DPRD Makassar Minta Dugaan Pihak Lain di Kasus Kepsek Ikut Diusut

- Komisi D DPRD Makassar mendesak Pemkot mengusut semua pihak yang disebut dalam dugaan jual beli jabatan kepala sekolah, termasuk pihak di luar Dinas Pendidikan.
- DPRD telah merekomendasikan penonaktifan sementara dua pejabat Dinas Pendidikan dan meminta Pemkot segera menindaklanjuti rekomendasi tersebut sambil menunggu hasil pemeriksaan Inspektorat.
- DPRD juga meminta agar Inspektorat dan aparat penegak hukum tetap dilibatkan dalam penyelidikan karena dugaan kasus ini berpotensi mengandung unsur suap.
Makassar, IDN Times - Komisi D DPRD Makassar meminta pemerintah kota tidak hanya memeriksa pejabat Dinas Pendidikan dalam kasus dugaan jual beli jabatan kepala sekolah. DPRD juga mendesak agar dugaan keterlibatan pihak lain yang namanya ikut mencuat turut diusut.
Ketua Komisi D DPRD Makassar, Ari Ashari Ilham, menyinggung soal rapat dengar pendapat (RDP) terkait dugaan jual beli jabatan kepala sekolah yang telah dilaksanakan. Dalam RDP itu, DPRD juga telah mengeluarkan sejumlah rekomendasi kepada Pemkot.
"Sudah selesai kami panggil, sudah selesai rapat dan sudah ada rekomendasi," kata Ari, Selasa (7/7/2026).
1. DPRD minta seluruh pihak yang disebut ikut diperiksa

Ari mengatakan rekomendasi DPRD tidak hanya mencakup penonaktifan sementara dua pejabat Dinas Pendidikan yang namanya muncul dalam dugaan tersebut. Menurutnya, pihak lain di luar Dinas Pendidikan yang ikut disebut juga perlu diperiksa.
"Ada juga nama-nama dari pihak eksternal pemerintah kota yang ikut disebut," katanya.
Menurut Ari, seluruh pihak yang disebut dalam dugaan tersebut perlu diperiksa. Hal itu dinilai penting agar proses pengungkapan perkara berjalan menyeluruh dan objektif.
2. DPRD minta rekomendasi segera ditindaklanjuti

Ari menegaskan DPRD sebelumnya telah merekomendasikan penonaktifan sementara dua pejabat Dinas Pendidikan yang disebut dalam RDP. Penonaktifan itu diusulkan hingga pemeriksaan Inspektorat selesai.
"Kami sudah memberikan rekomendasi kepada Pemkot untuk menonaktifkan sementara dua pejabat Dinas Pendidikan yang namanya disebut, hingga seluruh tahapan pemeriksaan selesai," katanya.
Dia mengatakan DPRD terus berkoordinasi dengan Pemkot.
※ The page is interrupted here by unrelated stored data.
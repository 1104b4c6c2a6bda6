//! Drives a release from environment selection to the created release.

use std::sync::Arc;

use beanstalk_config::CredentialResolver;
use beanstalk_core::api::HostedApiFactory;
use beanstalk_core::release::Release;
use beanstalk_core::{Error, RepositoryIdentity, Result};
use beanstalk_vcs::RepositoryDetector;
use tokio::sync::mpsc;
use tracing::{error, info};

use crate::gate::ensure_credentials;
use crate::guard::{ReleaseGuard, ReleaseTicket};
use crate::host::{RELEASE_NOTE_PROMPT, ReleaseHost, confirmation_message};
use crate::session::RepositorySession;
use crate::state::{ReleaseMachine, WorkflowEvent, WorkflowState};

/// Progress message while environments and remote heads are fetched.
pub const PREPARING_MESSAGE: &str = "Preparing for a Beanstalk release";

/// Event emitted while a workflow runs.
#[derive(Debug, Clone, PartialEq, Eq)]
pub enum ReleaseEvent {
    StateChanged { state: WorkflowState },
    /// Human readable progress for a status bar.
    Progress { message: String },
}

/// Final result of a workflow run.
#[derive(Debug)]
pub struct WorkflowResult {
    /// `Done`, `Idle` after a cancellation, or `Errored`.
    pub state: WorkflowState,
    pub release: Option<Release>,
    /// Environment page opened after a successful release.
    pub environment_url: Option<String>,
    pub error: Option<Error>,
}

impl WorkflowResult {
    pub fn is_success(&self) -> bool {
        self.state == WorkflowState::Done
    }

    pub fn is_cancelled(&self) -> bool {
        self.state == WorkflowState::Idle
    }
}

/// Runs release workflows.
#[derive(Clone)]
pub struct ReleaseWorkflow {
    detector: RepositoryDetector,
    connector: Arc<dyn HostedApiFactory>,
    resolver: CredentialResolver,
    guard: ReleaseGuard,
}

impl ReleaseWorkflow {
    pub fn new(
        detector: RepositoryDetector,
        connector: Arc<dyn HostedApiFactory>,
        resolver: CredentialResolver,
        guard: ReleaseGuard,
    ) -> Self {
        Self {
            detector,
            connector,
            resolver,
            guard,
        }
    }

    /// Start a release of `identity` in a background task, returning a
    /// channel of events and a handle to the final result.
    ///
    /// Fails with [`Error::ReleaseInProgress`] when another release of the
    /// same repository has not finished yet.
    pub fn execute(
        &self,
        identity: RepositoryIdentity,
        host: Arc<dyn ReleaseHost>,
    ) -> Result<(
        mpsc::Receiver<ReleaseEvent>,
        tokio::task::JoinHandle<WorkflowResult>,
    )> {
        let ticket = self.guard.acquire(identity.web_uri())?;
        let (tx, rx) = mpsc::channel(32);
        let workflow = self.clone();

        let handle = tokio::spawn(async move {
            workflow.execute_inner(identity, host, ticket, tx).await
        });

        Ok((rx, handle))
    }

    async fn execute_inner(
        self,
        identity: RepositoryIdentity,
        host: Arc<dyn ReleaseHost>,
        _ticket: ReleaseTicket,
        tx: mpsc::Sender<ReleaseEvent>,
    ) -> WorkflowResult {
        let mut run = Run {
            machine: ReleaseMachine::new(),
            tx,
        };

        match self.run(&mut run, identity, host.as_ref()).await {
            Ok(Some((release, url))) => WorkflowResult {
                state: run.machine.state().clone(),
                release: Some(release),
                environment_url: Some(url),
                error: None,
            },
            Ok(None) => {
                info!("Release cancelled");
                WorkflowResult {
                    state: run.machine.state().clone(),
                    release: None,
                    environment_url: None,
                    error: None,
                }
            }
            Err(e) => {
                error!(error = %e, "Release failed");
                // Only a terminal machine rejects the failure, and then it
                // already carries its own error state.
                let _ = run
                    .transition(WorkflowEvent::Failed {
                        message: e.to_string(),
                    })
                    .await;
                WorkflowResult {
                    state: run.machine.state().clone(),
                    release: None,
                    environment_url: None,
                    error: Some(e),
                }
            }
        }
    }

    /// `Ok(None)` when the user cancelled.
    async fn run(
        &self,
        run: &mut Run,
        mut identity: RepositoryIdentity,
        host: &dyn ReleaseHost,
    ) -> Result<Option<(Release, String)>> {
        run.transition(WorkflowEvent::Start).await?;
        run.progress(PREPARING_MESSAGE).await;

        ensure_credentials(&mut identity, &self.resolver).await?;
        let api = self
            .connector
            .connect(identity.account(), identity.credentials())?;
        let session = RepositorySession::new(identity, api, self.detector.clone());

        let (environments, heads) =
            futures::try_join!(session.environments(), session.remote_heads())?;

        run.transition(WorkflowEvent::EnvironmentsFetched {
            count: environments.len(),
        })
        .await?;
        if environments.is_empty() {
            return Err(Error::NoEnvironments);
        }

        let names: Vec<String> = environments.iter().map(|e| e.name.clone()).collect();
        let Some(environment) = host
            .choose_environment(&names)
            .await
            .and_then(|index| environments.get(index))
        else {
            run.transition(WorkflowEvent::SelectionCancelled).await?;
            return Ok(None);
        };

        let revision = heads.revision_for(environment)?;
        info!(
            environment_id = %environment.id,
            environment = %environment.name,
            revision = %revision,
            "Environment selected"
        );
        run.transition(WorkflowEvent::EnvironmentChosen).await?;

        let Some(note) = host.release_note(RELEASE_NOTE_PROMPT).await else {
            run.transition(WorkflowEvent::NoteCancelled).await?;
            return Ok(None);
        };
        run.transition(WorkflowEvent::NoteEntered).await?;

        if !host
            .confirm(&confirmation_message(&revision, &environment.name))
            .await
        {
            run.transition(WorkflowEvent::Declined).await?;
            return Ok(None);
        }
        run.transition(WorkflowEvent::Confirmed).await?;
        run.progress(&format!("Releasing {}", revision)).await;

        let release = session.release(environment.id, &revision, &note).await?;
        let url = session
            .identity()
            .release_environment_url(release.environment_id);
        info!(
            environment_id = %release.environment_id,
            revision = %revision,
            url = %url,
            "Release created"
        );

        host.open_url(&url).await;
        run.transition(WorkflowEvent::Released).await?;

        Ok(Some((release, url)))
    }
}

/// State of one run: the machine plus the event channel it reports to.
struct Run {
    machine: ReleaseMachine,
    tx: mpsc::Sender<ReleaseEvent>,
}

impl Run {
    async fn transition(&mut self, event: WorkflowEvent) -> Result<()> {
        let state = self.machine.handle(event)?.clone();
        let _ = self.tx.send(ReleaseEvent::StateChanged { state }).await;
        Ok(())
    }

    async fn progress(&self, message: &str) {
        let _ = self
            .tx
            .send(ReleaseEvent::Progress {
                message: message.to_string(),
            })
            .await;
    }
}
Koordinasi itu untuk mengetahui perkembangan tindak lanjut atas rekomendasi yang telah disampaikan.
"Kami ingin mengetahui sejauh mana tindak lanjut atas rekomendasi tersebut, apakah akan dilaksanakan atau tidak," katanya.
3. Minta APH tetap dilibatkan dalam penyelidikan

Ari mengatakan DPRD juga merekomendasikan agar Pemkot Makassar tetap melibatkan Inspektorat dan aparat penegak hukum (APH) dalam mengusut dugaan jual beli jabatan kepala sekolah. Menurutnya, dugaan tersebut mengarah pada praktik suap sehingga perlu ditangani secara menyeluruh apabila ditemukan unsur pidana.
"Rekomendasi kami tetap melibatkan Inspektorat dan APH, karena ada indikasi di dalamnya jual beli jabatan yang berbicara terkait sogok-menyogok," katanya.
Ari menjelaskan penentuan siapa saja yang nantinya terbukti terlibat merupakan kewenangan Pemkot. Hal itu akan didasarkan pada hasil pemeriksaan yang saat ini masih berlangsung.